Whether these childhood role-plays directly influenced the sisters’ adult writing or not, we can confidently say that they set the children off on their writing career with their love of reading further fuelling their imagination.
Role-play as a resource in the classroom
Role-playing games are essential to the language teacher’s toolkit. We use them to initiate oral practice of everyday situations. We also rely on the basic principles of role-plays when we ask students to write letters and e-mails. In their own lives, our students often use role-playing skills in online interactive games or classic board games. And as the Brontës remind us, role-plays are excellent resources for story writing.
How many different skills do role-plays tap into? When we act out a scene or write in role, we focus on characterization, which demands excellent observation and interpersonal skills as well as the ability to predict and also think about why characters act in a certain way. We also actively manipulate the style of our speaking, both in terms of pronunciation and intonation, and we make conscious lexical, syntactic and stylistic choices appropriate for the cultural context and social situation.
Some students find story writing or simply writing a letter of complaint challenging because they have not had much life experience. However, they do have imagination and narrative experience through film and fiction. What’s more, there are students who feel intimidated by having to write about their own experiences. Role-plays can bring an extra benefit for them.
Using role-plays to write stories
Role-plays are mostly collaborative games and you can take advantage of this in the classroom. Your students can work on a narrative over a series of lessons. You can either dedicate 15 minutes to this activity or use a whole lesson, depending on the language proficiency and age of your students. We recommend working with groups of 3-4 so that every student has enough time to talk. If you have students who cannot take part in the role-play, give them the task of taking notes or doing research for other students in their team. Follow our notes, modify them, and let us know how the projects developed.
An example: reading for inspiration
Read page 37 in our reader edition of Emily Brontë’s Wuthering Heights. Tell your students to watch out for word use and sentence patterns that characterize a person in the novel. Also, ask them to take notes on their body language. The narrator of the story uses adjectives which tell us a lot about the characters. These features all contribute to the creation of a fully rounded character.

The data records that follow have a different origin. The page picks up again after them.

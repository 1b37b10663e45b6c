use std::{
    sync::atomic::{AtomicBool, AtomicUsize, Ordering},
    time::{Duration, Instant},
};

use dashmap::DashMap;
use serde::Serialize;
use tracing::trace;

use super::{CacheConnection, CacheError, CachePool, Result};

#[derive(Debug, Clone)]
struct Entry {
    payload: Vec<u8>,
    expires_at: Option<Instant>,
}

impl Entry {
    fn is_expired(&self, now: Instant) -> bool {
        self.expires_at.is_some_and(|at| now >= at)
    }
}

#[derive(Debug, Default)]
struct Counters {
    hits: AtomicUsize,
    misses: AtomicUsize,
    writes: AtomicUsize,
    open_connections: AtomicUsize,
}

/// Snapshot of [`InMemoryCache`] activity.
#[derive(Debug, Clone, Copy, PartialEq, Eq, Default, Serialize)]
pub struct CacheStats {
    pub hits: usize,
    pub misses: usize,
    pub writes: usize,
    pub open_connections: usize,
    pub entries: usize,
}

/// Process-local cache backed by a `DashMap`.
///
/// Expired entries are removed lazily on read. Switching the cache off with
/// [`set_available`](Self::set_available) makes every acquire fail, which is
/// how tests simulate an outage.
#[derive(Debug)]
pub struct InMemoryCache {
    entries: DashMap<String, Entry>,
    available: AtomicBool,
    counters: Counters,
}

impl Default for InMemoryCache {
    fn default() -> Self {
        Self::new()
    }
}

impl InMemoryCache {
    pub fn new() -> Self {
        Self {
            entries: DashMap::new(),
            available: AtomicBool::new(true),
            counters: Counters::default(),
        }
    }

    pub fn set_available(&self, available: bool) {
        self.available.store(available, Ordering::SeqCst);
    }

    pub fn is_available(&self) -> bool {
        self.available.load(Ordering::SeqCst)
    }

    /// Number of stored entries, expired ones included until they are read.
    pub fn len(&self) -> usize {
        self.entries.len()
    }

    pub fn is_empty(&self) -> bool {
        self.entries.is_empty()
    }

    pub fn clear(&self) {
        self.entries.clear();
    }

    pub fn contains_key(&self, key: &str) -> bool {
        self.entries.contains_key(key)
    }

    /// Overwrite a raw payload without going through a connection.
    pub fn insert_raw(&self, key: impl Into<String>, payload: impl Into<Vec<u8>>, ttl: Duration) {
        self.entries.insert(
            key.into(),
            Entry {
                payload: payload.into(),
                expires_at: Instant::now().checked_add(ttl),
            },
        );
    }

    pub fn stats(&self) -> CacheStats {
        CacheStats {
            hits: self.counters.hits.load(Ordering::Relaxed),
            misses: self.counters.misses.load(Ordering::Relaxed),
            writes: self.counters.writes.load(Ordering::Relaxed),
            open_connections: self.counters.open_connections.load(Ordering::SeqCst),
            entries: self.entries.len(),
        }
    }

    fn read(&self, key: &str) -> Option<Vec<u8>> {
        let now = Instant::now();
        // The shard guard must be gone before `remove_if` locks the same shard.
        let lookup = self
            .entries
            .get(key)
            .map(|entry| (!entry.is_expired(now)).then(|| entry.payload.clone()));

        match lookup {
            Some(Some(payload)) => {
                self.counters.hits.fetch_add(1, Ordering::Relaxed);
                Some(payload)
            }
            Some(None) => {
                self.entries.remove_if(key, |_, entry| entry.is_expired(now));
                trace!(key, "Evicted expired cache entry");
                self.counters.misses.fetch_add(1, Ordering::Relaxed);
                None
            }
            None => {
                self.counters.misses.fetch_add(1, Ordering::Relaxed);
                None
            }
        }
    }
}

impl CachePool for InMemoryCache {
    type Connection<'a> = InMemoryConnection<'a>;

    fn acquire(&self) -> Result<Self::Connection<'_>> {
        if !self.is_available() {
            return Err(CacheError::Unavailable("in-memory cache switched off".to_string()));
        }
        self.counters.open_connections.fetch_add(1, Ordering::SeqCst);
        Ok(InMemoryConnection { cache: self })
    }
}

/// Connection guard for [`InMemoryCache`]; released on drop.
#[derive(Debug)]
pub struct InMemoryConnection<'a> {
    cache: &'a InMemoryCache,
}

impl InMemoryConnection<'_> {
    fn ensure_available(&self) -> Result<()> {
        if self.cache.is_available() {
            Ok(())
        } else {
            Err(CacheError::Unavailable("connection lost".to_string()))
        }
    }
}

impl CacheConnection for InMemoryConnection<'_> {
    fn get(&mut self, key: &str) -> Result<Option<Vec<u8>>> {
        self.ensure_available()?;
        Ok(self.cache.read(key))
    }

    fn set_with_ttl(&mut self, key: &str, payload: &[u8], ttl: Duration) -> Result<()> {
        self.ensure_available()?;
        self.cache.insert_raw(key, payload, ttl);
        self.cache.counters.writes.fetch_add(1, Ordering::Relaxed);
        Ok(())
    }
}

impl Drop for InMemoryConnection<'_> {
    fn drop(&mut self) {
        self.cache
            .counters
            .open_connections
            .fetch_sub(1, Ordering::SeqCst);
    }
}
//! Records and the read-only store collaborator behind QEats restaurant search.
//!
//! The search core never owns persistence. It talks to a [`RestaurantStore`],
//! which exposes a handful of simple query primitives over restaurant, menu
//! and item documents. This crate defines those documents, the trait, and an
//! [`InMemoryStore`] that can be loaded from JSON fixture files.
use once_cell::sync::Lazy;
use std::path::PathBuf;
use tracing::debug;

pub mod matcher;
pub mod memory;
pub mod model;
pub mod store;
pub mod test_data;

pub const DATA_DIR_DEFAULT: &str = "./qeats_data";

/// Directory holding `restaurants.json` and `menus.json`.
///
/// Resolved once from `QEATS_DATA_DIR`, falling back to the platform data
/// directory when the `system-dirs` feature is enabled, then to
/// [`DATA_DIR_DEFAULT`].
pub static DATA_DIR: Lazy<PathBuf> = Lazy::new(|| {
    if let Ok(dir) = std::env::var("QEATS_DATA_DIR") {
        debug!(dir = %dir, "Using data directory from QEATS_DATA_DIR");
        return PathBuf::from(dir);
    }

    #[cfg(feature = "system-dirs")]
    if let Some(dirs) = directories::ProjectDirs::from("", "", "qeats") {
        return dirs.data_dir().to_path_buf();
    }

    PathBuf::from(DATA_DIR_DEFAULT)
});

mod error {
    use std::path::PathBuf;

    use thiserror::Error;

    #[derive(Error, Debug)]
    pub enum StoreError {
        #[error("Store unavailable: {0}")]
        Unavailable(String),
        #[error("IO error: {0}")]
        Io(#[from] std::io::Error),
        #[error("Serialization error: {0}")]
        Serde(#[from] serde_json::Error),
        #[error("Invalid query pattern: {0}")]
        Pattern(#[from] regex::Error),
        #[error("Required data file not found: {0}")]
        RequiredFileNotFound(PathBuf),
        #[error("Duplicate restaurant id '{0}'")]
        DuplicateRestaurant(String),
    }

    impl StoreError {
        /// True when the backing store could not be reached at all.
        pub const fn is_unavailable(&self) -> bool {
            matches!(self, Self::Unavailable(_))
        }
    }

    pub type Result<T> = std::result::Result<T, StoreError>;
}

pub use error::{Result, StoreError};
pub use matcher::TextMatcher;
pub use memory::InMemoryStore;
pub use model::{
    ItemRecord, Location, LocationError, MenuRecord, RestaurantRecord, parse_time_of_day,
};
pub use store::RestaurantStore;
pub use test_data::{TestDataConfig, create_test_data};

In this example, Catherine changes from being a wild young girl into a lady. The change is made explicit through her hairstyle [smooth curls], accessories [feathers] and clothes [cloak, silk dress] and the tone of her voice changes [she demanded]. Hindley uses expressions like [You look lovely!] which are polite and friendly. Catherine also uses expressions which are kind and polite [How strange and serious! Well…] On the other hand, Heathcliff uses short sentences which suggest annoyance and anger [No! I won’t!; I’ll be as dirty as I want.]
When students observe how characters behave, dress, move and speak, they can build a profile for them. When they are writing, they have to work with their own profile. This way they can start building their own stories step by step.
When you write in role, it’s important to create a detailed character map. Ask your student to answer the following questions and write character cards to create their own character. Your students might find it easier to talk about their characters in the first person. If you feel that it might be too personal, ask them to think in the third person about their characters. It might be helpful to choose a narrative genre (e.g. detective, romantic, historical, science-fiction) and the setting, to boost the imagination of your students.
- How old are you?
- Where are you from?
- What do you look like?
- What happened to you before the time of this story?
- What kind of personality do you have?
- How do you feel most of the time?
- How did your life events influence your behaviour and emotions?
- What are you afraid of?
- What are you good at?
- What do you usually wear?
Of course, you can go on building a detailed map with more specific questions.
Group introductions and story writing
Once the students have created their characters, ask them to introduce themselves to their groups. After this, they can establish their characters’ relationship together. Then the students can start working on their stories together. You can help your students by guiding them in this. Here are some tips:
- Establish the genre. Is it a detective story? A historical tale? A love story?
- Give the initial situation to start the story. It can also be the opening of a famous novel.
- You can also give your students different scenarios and ask them how their characters would react in these situations.
- Describe the setting – When and where did the story take place? Check out this lesson plan for ideas on building a setting.
Ask the students to take notes, make a story map or sketch a storyboard if they are good at drawing.
Writing at home or in groups
Depending on the time you can dedicate to this, you can ask the students to write the stories at home or in the lesson. When they have prepared the first draft, they can show it to you. Give them some feedback and ask them to finalise the story. Some students might want to illustrate and print their story.
Share the stories
Dedicate a lesson to listening to each other’s stories in class. The Brontës also loved reading out their stories to each other to give and receive feedback. Each group can choose a reader or they can ask you to read the story out loud to the others. If the stories are really enjoyable and you have a school newspaper, you could publish the stories in the newspaper.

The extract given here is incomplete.